The usual suspects were contacted: the Navy, the Air Force, NASA's Wallops Island Research Center, and the U.S. Geological Survey. Scientists said it was not seismic or weather related. The military and NASA said it wasn't them; a spokeswoman for Ocean Naval Air Station said a sonic boom from a Navy jet wouldn't have been heard all the way in Suffolk.
However, a search of the Virginian-Pilot's archives finds a similar incident from 1997, when booming noises were heard from Newport News to Suffolk. The Navy reported then that the sounds were sonic booms from two F-18's that were flying off Cape Charles.
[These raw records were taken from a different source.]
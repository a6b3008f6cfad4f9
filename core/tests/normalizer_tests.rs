use search_core::stemmer::stem;
use search_core::Normalizer;
use std::collections::HashSet;

#[test]
fn it_normalizes_and_stems() {
    let n = Normalizer::default();
    let freq = n.normalize(Some("Running Runners RUN! The café's menu."));
    assert!(freq.contains_key("run"));
    // accents survive cleaning; the possessive collapses into the stem
    assert!(freq.contains_key("café"));
    assert!(freq.contains_key("menu"));
}

#[test]
fn it_filters_stopwords() {
    let n = Normalizer::default();
    let freq = n.normalize(Some("The quick brown fox and the lazy dog"));
    assert!(!freq.contains_key("the"));
    assert!(!freq.contains_key("and"));
    assert_eq!(freq.get("fox"), Some(&1));
}

#[test]
fn keys_are_stems_of_cleaned_tokens() {
    let stopwords: HashSet<String> = ["a", "the"].iter().map(|s| s.to_string()).collect();
    let n = Normalizer::new(stopwords.clone());
    let text = "The relational databases, a generalization of flat-files; running (fast) queries!";
    let expected: HashSet<String> = text
        .split_whitespace()
        .map(|t| t.chars().filter(|c| c.is_alphanumeric()).collect::<String>().to_lowercase())
        .filter(|t| !t.is_empty() && !stopwords.contains(t))
        .map(|t| stem(&t))
        .collect();
    let keys: HashSet<String> = n.normalize(Some(text)).into_keys().collect();
    assert_eq!(keys, expected);
    assert!(keys.iter().all(|k| !stopwords.contains(k)));
}

#[test]
fn stemmer_reference_outputs() {
    assert_eq!(stem("running"), "run");
    assert_eq!(stem("flies"), "fli");
    assert_eq!(stem("agreed"), "agre");
}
Here's the teaser text from the article.
Archive searching finds more incidents. A rumbling was reported in Hampton Roads in 1999. Earthquakes and sonic booms were ruled out. Here's the teaser text.
In 2002, several neighbors of Oceana Naval Air Station reported cracked windows and damaged ceiling tiles during the annual Oceana Air Show. The Navy said it was caused by a confluence of jet noise and a special effects explosion.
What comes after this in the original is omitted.